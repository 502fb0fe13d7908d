//! VectorStore hooks and middleware.
//!
//! Same composition rules as the memory hooks: `before_add` hooks run in
//! order and the first error aborts, `after_search` hooks all run in order.
//! `delete` passes straight through.

use std::fmt;
use std::sync::Arc;

use async_trait::async_trait;
use tiermem_core::Document;

use super::{SearchOptions, VectorStore};
use crate::{MemoryError, MemoryResult};

/// Runs before `add`; an error aborts the add.
pub type BeforeAddFn = Arc<dyn Fn(&[Document]) -> MemoryResult<()> + Send + Sync>;

/// Observes the final search outcome.
pub type AfterSearchFn = Arc<dyn Fn(&[Document], Option<&MemoryError>) + Send + Sync>;

/// Transforms one store into another, typically by wrapping it.
pub type VectorStoreMiddleware = Arc<dyn Fn(Arc<dyn VectorStore>) -> Arc<dyn VectorStore> + Send + Sync>;

/// Optional callbacks around vector store operations.
#[derive(Clone, Default)]
pub struct VectorStoreHooks {
    pub before_add: Option<BeforeAddFn>,
    pub after_search: Option<AfterSearchFn>,
}

impl fmt::Debug for VectorStoreHooks {
    fn fmt(&self, f: &mut fmt::Formatter<'_>) -> fmt::Result {
        f.debug_struct("VectorStoreHooks")
            .field("before_add", &self.before_add.is_some())
            .field("after_search", &self.after_search.is_some())
            .finish()
    }
}

impl VectorStoreHooks {
    pub fn new() -> Self {
        Self::default()
    }

    pub fn before_add<F>(mut self, f: F) -> Self
    where
        F: Fn(&[Document]) -> MemoryResult<()> + Send + Sync + 'static,
    {
        self.before_add = Some(Arc::new(f));
        self
    }

    pub fn after_search<F>(mut self, f: F) -> Self
    where
        F: Fn(&[Document], Option<&MemoryError>) + Send + Sync + 'static,
    {
        self.after_search = Some(Arc::new(f));
        self
    }
}

/// Merge several hook sets into one whose callbacks are always set.
pub fn compose_vector_store_hooks(hooks: impl IntoIterator<Item = VectorStoreHooks>) -> VectorStoreHooks {
    let hooks: Arc<Vec<VectorStoreHooks>> = Arc::new(hooks.into_iter().collect());

    let before = hooks.clone();
    let after = hooks;

    VectorStoreHooks::new()
        .before_add(move |docs| {
            for hook in before.iter().filter_map(|h| h.before_add.as_ref()) {
                hook(docs)?;
            }
            Ok(())
        })
        .after_search(move |results, err| {
            for hook in after.iter().filter_map(|h| h.after_search.as_ref()) {
                hook(results, err);
            }
        })
}

/// A store wrapped with [`VectorStoreHooks`].
pub struct HookedVectorStore {
    inner: Arc<dyn VectorStore>,
    hooks: VectorStoreHooks,
}

impl HookedVectorStore {
    pub fn new(inner: Arc<dyn VectorStore>, hooks: VectorStoreHooks) -> Self {
        Self { inner, hooks }
    }
}

#[async_trait]
impl VectorStore for HookedVectorStore {
    async fn add(&self, docs: &[Document], embeddings: &[Vec<f32>]) -> MemoryResult<()> {
        if let Some(before) = &self.hooks.before_add {
            before(docs)?;
        }
        self.inner.add(docs, embeddings).await
    }

    async fn search(
        &self,
        query: &[f32],
        k: usize,
        options: SearchOptions,
    ) -> MemoryResult<Vec<Document>> {
        let result = self.inner.search(query, k, options).await;
        if let Some(after) = &self.hooks.after_search {
            match &result {
                Ok(docs) => after(docs, None),
                Err(err) => after(&[], Some(err)),
            }
        }
        result
    }

    async fn delete(&self, ids: &[String]) -> MemoryResult<()> {
        self.inner.delete(ids).await
    }
}

/// Middleware that wraps a store with `hooks`.
pub fn with_vector_store_hooks(hooks: VectorStoreHooks) -> VectorStoreMiddleware {
    Arc::new(move |inner| Arc::new(HookedVectorStore::new(inner, hooks.clone())) as Arc<dyn VectorStore>)
}

/// Apply middleware so that the first listed ends up outermost.
pub fn apply_vector_store_middleware(
    store: Arc<dyn VectorStore>,
    middleware: impl IntoIterator<Item = VectorStoreMiddleware>,
) -> Arc<dyn VectorStore> {
    let middleware: Vec<_> = middleware.into_iter().collect();
    middleware.iter().rev().fold(store, |inner, mw| mw(inner))
}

--------------------

- [Activity]: Every line from the one containing "async fn add(&self, docs: &[Document], embeddings: &[Vec<f32>])" to the end of the entries must be set down exactly, with none omitted and none added.

- [The answer]:
    async fn add(&self, docs: &[Document], embeddings: &[Vec<f32>]) -> MemoryResult<()> {
        if let Some(before) = &self.hooks.before_add {
            before(docs)?;
        }
        self.inner.add(docs, embeddings).await
    }

    async fn search(
        &self,
        query: &[f32],
        k: usize,
        options: SearchOptions,
    ) -> MemoryResult<Vec<Document>> {
        let result = self.inner.search(query, k, options).await;
        if let Some(after) = &self.hooks.after_search {
            match &result {
                Ok(docs) => after(docs, None),
                Err(err) => after(&[], Some(err)),
            }
        }
        result
    }

    async fn delete(&self, ids: &[String]) -> MemoryResult<()> {
        self.inner.delete(ids).await
    }
}

/// Middleware that wraps a store with `hooks`.
pub fn with_vector_store_hooks(hooks: VectorStoreHooks) -> VectorStoreMiddleware {
    Arc::new(move |inner| Arc::new(HookedVectorStore::new(inner, hooks.clone())) as Arc<dyn VectorStore>)
}

/// Apply middleware so that the first listed ends up outermost.
pub fn apply_vector_store_middleware(
    store: Arc<dyn VectorStore>,
    middleware: impl IntoIterator<Item = VectorStoreMiddleware>,
) -> Arc<dyn VectorStore> {
    let middleware: Vec<_> = middleware.into_iter().collect();
    middleware.iter().rev().fold(store, |inner, mw| mw(inner))
}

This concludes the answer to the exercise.